## WHAT YOU ARE ASKED TO DO
Transcribe the data in full; each line must match exactly.

## Extracted records
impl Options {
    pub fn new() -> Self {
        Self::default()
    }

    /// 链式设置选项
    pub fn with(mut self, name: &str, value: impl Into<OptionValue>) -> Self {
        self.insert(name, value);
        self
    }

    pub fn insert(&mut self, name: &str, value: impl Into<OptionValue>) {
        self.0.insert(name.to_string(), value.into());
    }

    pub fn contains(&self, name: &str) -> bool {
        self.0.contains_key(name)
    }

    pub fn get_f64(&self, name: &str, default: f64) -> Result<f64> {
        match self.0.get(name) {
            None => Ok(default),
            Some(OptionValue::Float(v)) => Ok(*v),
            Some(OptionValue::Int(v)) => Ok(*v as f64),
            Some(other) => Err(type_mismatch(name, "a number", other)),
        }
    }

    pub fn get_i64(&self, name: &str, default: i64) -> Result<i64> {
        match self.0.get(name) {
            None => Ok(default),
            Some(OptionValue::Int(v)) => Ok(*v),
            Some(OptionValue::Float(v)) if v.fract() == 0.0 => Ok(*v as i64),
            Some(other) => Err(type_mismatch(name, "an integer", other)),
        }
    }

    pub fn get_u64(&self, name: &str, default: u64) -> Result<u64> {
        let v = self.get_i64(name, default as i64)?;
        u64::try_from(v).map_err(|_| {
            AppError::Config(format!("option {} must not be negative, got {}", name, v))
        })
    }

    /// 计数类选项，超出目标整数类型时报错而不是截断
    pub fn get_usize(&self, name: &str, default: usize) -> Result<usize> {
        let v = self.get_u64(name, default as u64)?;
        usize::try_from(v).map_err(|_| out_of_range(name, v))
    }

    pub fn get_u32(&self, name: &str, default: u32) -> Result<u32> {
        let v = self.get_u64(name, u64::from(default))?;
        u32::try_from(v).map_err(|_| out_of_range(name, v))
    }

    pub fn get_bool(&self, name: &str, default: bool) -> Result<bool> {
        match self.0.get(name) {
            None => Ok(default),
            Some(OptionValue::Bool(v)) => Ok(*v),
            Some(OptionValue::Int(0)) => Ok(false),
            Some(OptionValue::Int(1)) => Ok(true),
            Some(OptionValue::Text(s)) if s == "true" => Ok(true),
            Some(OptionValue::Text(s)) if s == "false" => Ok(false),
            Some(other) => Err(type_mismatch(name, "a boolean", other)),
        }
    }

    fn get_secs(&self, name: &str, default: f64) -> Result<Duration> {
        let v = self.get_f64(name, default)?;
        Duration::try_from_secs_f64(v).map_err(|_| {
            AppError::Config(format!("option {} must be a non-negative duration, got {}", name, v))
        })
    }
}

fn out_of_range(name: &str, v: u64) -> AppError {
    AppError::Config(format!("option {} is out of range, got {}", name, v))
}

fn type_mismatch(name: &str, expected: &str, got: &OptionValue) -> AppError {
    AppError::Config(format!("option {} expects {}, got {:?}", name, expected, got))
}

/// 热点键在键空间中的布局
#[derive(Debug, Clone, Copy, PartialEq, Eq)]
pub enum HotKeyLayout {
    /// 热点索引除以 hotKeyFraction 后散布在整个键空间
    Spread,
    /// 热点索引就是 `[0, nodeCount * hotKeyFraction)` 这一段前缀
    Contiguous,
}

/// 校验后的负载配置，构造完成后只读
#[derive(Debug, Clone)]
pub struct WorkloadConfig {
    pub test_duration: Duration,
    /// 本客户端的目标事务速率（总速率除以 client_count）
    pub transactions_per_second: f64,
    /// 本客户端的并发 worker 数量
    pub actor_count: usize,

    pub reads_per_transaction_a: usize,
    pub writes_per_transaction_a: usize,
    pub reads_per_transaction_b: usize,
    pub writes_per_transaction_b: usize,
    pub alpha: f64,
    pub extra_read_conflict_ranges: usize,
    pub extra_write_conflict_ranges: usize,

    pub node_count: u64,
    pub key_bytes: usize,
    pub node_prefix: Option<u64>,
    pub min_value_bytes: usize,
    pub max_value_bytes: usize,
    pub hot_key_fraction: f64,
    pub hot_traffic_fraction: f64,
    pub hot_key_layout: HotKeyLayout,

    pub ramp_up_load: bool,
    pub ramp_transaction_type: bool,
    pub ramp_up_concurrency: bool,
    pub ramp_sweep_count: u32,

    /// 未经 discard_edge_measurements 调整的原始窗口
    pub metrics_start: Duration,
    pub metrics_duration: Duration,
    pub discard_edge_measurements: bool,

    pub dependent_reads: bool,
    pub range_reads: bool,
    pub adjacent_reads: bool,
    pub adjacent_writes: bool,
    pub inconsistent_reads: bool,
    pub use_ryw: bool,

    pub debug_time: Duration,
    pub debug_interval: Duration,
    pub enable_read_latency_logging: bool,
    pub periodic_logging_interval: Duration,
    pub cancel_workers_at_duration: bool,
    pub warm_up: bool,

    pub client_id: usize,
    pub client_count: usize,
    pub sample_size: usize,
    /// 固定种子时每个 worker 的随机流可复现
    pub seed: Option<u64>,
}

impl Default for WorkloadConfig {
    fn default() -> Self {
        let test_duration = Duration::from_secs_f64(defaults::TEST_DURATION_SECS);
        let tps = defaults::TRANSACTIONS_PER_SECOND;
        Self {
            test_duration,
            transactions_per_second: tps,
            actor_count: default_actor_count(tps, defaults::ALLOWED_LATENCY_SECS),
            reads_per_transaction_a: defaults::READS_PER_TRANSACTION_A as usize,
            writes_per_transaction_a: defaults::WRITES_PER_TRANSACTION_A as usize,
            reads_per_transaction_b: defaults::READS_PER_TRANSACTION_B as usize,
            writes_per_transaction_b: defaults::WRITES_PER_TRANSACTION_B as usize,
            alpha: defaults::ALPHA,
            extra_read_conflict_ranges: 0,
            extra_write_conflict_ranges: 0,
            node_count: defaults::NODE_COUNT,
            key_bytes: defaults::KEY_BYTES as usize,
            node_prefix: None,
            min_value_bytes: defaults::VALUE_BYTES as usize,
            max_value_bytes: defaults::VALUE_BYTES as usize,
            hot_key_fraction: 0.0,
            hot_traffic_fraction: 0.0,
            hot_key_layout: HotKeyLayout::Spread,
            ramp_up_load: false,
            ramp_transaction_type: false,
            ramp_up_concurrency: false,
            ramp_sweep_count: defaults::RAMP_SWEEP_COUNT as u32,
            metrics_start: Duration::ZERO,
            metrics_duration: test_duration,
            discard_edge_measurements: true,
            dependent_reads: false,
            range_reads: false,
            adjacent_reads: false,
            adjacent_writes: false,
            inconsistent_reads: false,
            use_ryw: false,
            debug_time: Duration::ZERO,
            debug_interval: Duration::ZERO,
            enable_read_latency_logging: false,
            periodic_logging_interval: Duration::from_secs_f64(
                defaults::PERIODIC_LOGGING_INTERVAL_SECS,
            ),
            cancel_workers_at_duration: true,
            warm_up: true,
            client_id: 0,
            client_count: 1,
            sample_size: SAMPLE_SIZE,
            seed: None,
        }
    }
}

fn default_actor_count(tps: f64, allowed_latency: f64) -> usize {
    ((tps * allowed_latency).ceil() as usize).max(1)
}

## TASK ANSWER
impl Options {
    pub fn new() -> Self {
        Self::default()
    }

    /// 链式设置选项
    pub fn with(mut self, name: &str, value: impl Into<OptionValue>) -> Self {
        self.insert(name, value);
        self
    }

    pub fn insert(&mut self, name: &str, value: impl Into<OptionValue>) {
        self.0.insert(name.to_string(), value.into());
    }

    pub fn contains(&self, name: &str) -> bool {
        self.0.contains_key(name)
    }

    pub fn get_f64(&self, name: &str, default: f64) -> Result<f64> {
        match self.0.get(name) {
            None => Ok(default),
            Some(OptionValue::Float(v)) => Ok(*v),
            Some(OptionValue::Int(v)) => Ok(*v as f64),
            Some(other) => Err(type_mismatch(name, "a number", other)),
        }
    }

    pub fn get_i64(&self, name: &str, default: i64) -> Result<i64> {
        match self.0.get(name) {
            None => Ok(default),
            Some(OptionValue::Int(v)) => Ok(*v),
            Some(OptionValue::Float(v)) if v.fract() == 0.0 => Ok(*v as i64),
            Some(other) => Err(type_mismatch(name, "an integer", other)),
        }
    }

    pub fn get_u64(&self, name: &str, default: u64) -> Result<u64> {
        let v = self.get_i64(name, default as i64)?;
        u64::try_from(v).map_err(|_| {
            AppError::Config(format!("option {} must not be negative, got {}", name, v))
        })
    }

    /// 计数类选项，超出目标整数类型时报错而不是截断
    pub fn get_usize(&self, name: &str, default: usize) -> Result<usize> {
        let v = self.get_u64(name, default as u64)?;
        usize::try_from(v).map_err(|_| out_of_range(name, v))
    }

    pub fn get_u32(&self, name: &str, default: u32) -> Result<u32> {
        let v = self.get_u64(name, u64::from(default))?;
        u32::try_from(v).map_err(|_| out_of_range(name, v))
    }

    pub fn get_bool(&self, name: &str, default: bool) -> Result<bool> {
        match self.0.get(name) {
            None => Ok(default),
            Some(OptionValue::Bool(v)) => Ok(*v),
            Some(OptionValue::Int(0)) => Ok(false),
            Some(OptionValue::Int(1)) => Ok(true),
            Some(OptionValue::Text(s)) if s == "true" => Ok(true),
            Some(OptionValue::Text(s)) if s == "false" => Ok(false),
            Some(other) => Err(type_mismatch(name, "a boolean", other)),
        }
    }

    fn get_secs(&self, name: &str, default: f64) -> Result<Duration> {
        let v = self.get_f64(name, default)?;
        Duration::try_from_secs_f64(v).map_err(|_| {
            AppError::Config(format!("option {} must be a non-negative duration, got {}", name, v))
        })
    }
}

fn out_of_range(name: &str, v: u64) -> AppError {
    AppError::Config(format!("option {} is out of range, got {}", name, v))
}

fn type_mismatch(name: &str, expected: &str, got: &OptionValue) -> AppError {
    AppError::Config(format!("option {} expects {}, got {:?}", name, expected, got))
}

/// 热点键在键空间中的布局
#[derive(Debug, Clone, Copy, PartialEq, Eq)]
pub enum HotKeyLayout {
    /// 热点索引除以 hotKeyFraction 后散布在整个键空间
    Spread,
    /// 热点索引就是 `[0, nodeCount * hotKeyFraction)` 这一段前缀
    Contiguous,
}

/// 校验后的负载配置，构造完成后只读
#[derive(Debug, Clone)]
pub struct WorkloadConfig {
    pub test_duration: Duration,
    /// 本客户端的目标事务速率（总速率除以 client_count）
    pub transactions_per_second: f64,
    /// 本客户端的并发 worker 数量
    pub actor_count: usize,

    pub reads_per_transaction_a: usize,
    pub writes_per_transaction_a: usize,
    pub reads_per_transaction_b: usize,
    pub writes_per_transaction_b: usize,
    pub alpha: f64,
    pub extra_read_conflict_ranges: usize,
    pub extra_write_conflict_ranges: usize,

    pub node_count: u64,
    pub key_bytes: usize,
    pub node_prefix: Option<u64>,
    pub min_value_bytes: usize,
    pub max_value_bytes: usize,
    pub hot_key_fraction: f64,
    pub hot_traffic_fraction: f64,
    pub hot_key_layout: HotKeyLayout,

    pub ramp_up_load: bool,
    pub ramp_transaction_type: bool,
    pub ramp_up_concurrency: bool,
    pub ramp_sweep_count: u32,

    /// 未经 discard_edge_measurements 调整的原始窗口
    pub metrics_start: Duration,
    pub metrics_duration: Duration,
    pub discard_edge_measurements: bool,

    pub dependent_reads: bool,
    pub range_reads: bool,
    pub adjacent_reads: bool,
    pub adjacent_writes: bool,
    pub inconsistent_reads: bool,
    pub use_ryw: bool,

    pub debug_time: Duration,
    pub debug_interval: Duration,
    pub enable_read_latency_logging: bool,
    pub periodic_logging_interval: Duration,
    pub cancel_workers_at_duration: bool,
    pub warm_up: bool,

    pub client_id: usize,
    pub client_count: usize,
    pub sample_size: usize,
    /// 固定种子时每个 worker 的随机流可复现
    pub seed: Option<u64>,
}

impl Default for WorkloadConfig {
    fn default() -> Self {
        let test_duration = Duration::from_secs_f64(defaults::TEST_DURATION_SECS);
        let tps = defaults::TRANSACTIONS_PER_SECOND;
        Self {
            test_duration,
            transactions_per_second: tps,
            actor_count: default_actor_count(tps, defaults::ALLOWED_LATENCY_SECS),
            reads_per_transaction_a: defaults::READS_PER_TRANSACTION_A as usize,
            writes_per_transaction_a: defaults::WRITES_PER_TRANSACTION_A as usize,
            reads_per_transaction_b: defaults::READS_PER_TRANSACTION_B as usize,
            writes_per_transaction_b: defaults::WRITES_PER_TRANSACTION_B as usize,
            alpha: defaults::ALPHA,
            extra_read_conflict_ranges: 0,
            extra_write_conflict_ranges: 0,
            node_count: defaults::NODE_COUNT,
            key_bytes: defaults::KEY_BYTES as usize,
            node_prefix: None,
            min_value_bytes: defaults::VALUE_BYTES as usize,
            max_value_bytes: defaults::VALUE_BYTES as usize,
            hot_key_fraction: 0.0,
            hot_traffic_fraction: 0.0,
            hot_key_layout: HotKeyLayout::Spread,
            ramp_up_load: false,
            ramp_transaction_type: false,
            ramp_up_concurrency: false,
            ramp_sweep_count: defaults::RAMP_SWEEP_COUNT as u32,
            metrics_start: Duration::ZERO,
            metrics_duration: test_duration,
            discard_edge_measurements: true,
            dependent_reads: false,
            range_reads: false,
            adjacent_reads: false,
            adjacent_writes: false,
            inconsistent_reads: false,
            use_ryw: false,
            debug_time: Duration::ZERO,
            debug_interval: Duration::ZERO,
            enable_read_latency_logging: false,
            periodic_logging_interval: Duration::from_secs_f64(
                defaults::PERIODIC_LOGGING_INTERVAL_SECS,
            ),
            cancel_workers_at_duration: true,
            warm_up: true,
            client_id: 0,
            client_count: 1,
            sample_size: SAMPLE_SIZE,
            seed: None,
        }
    }
}

fn default_actor_count(tps: f64, allowed_latency: f64) -> usize {
    ((tps * allowed_latency).ceil() as usize).max(1)
}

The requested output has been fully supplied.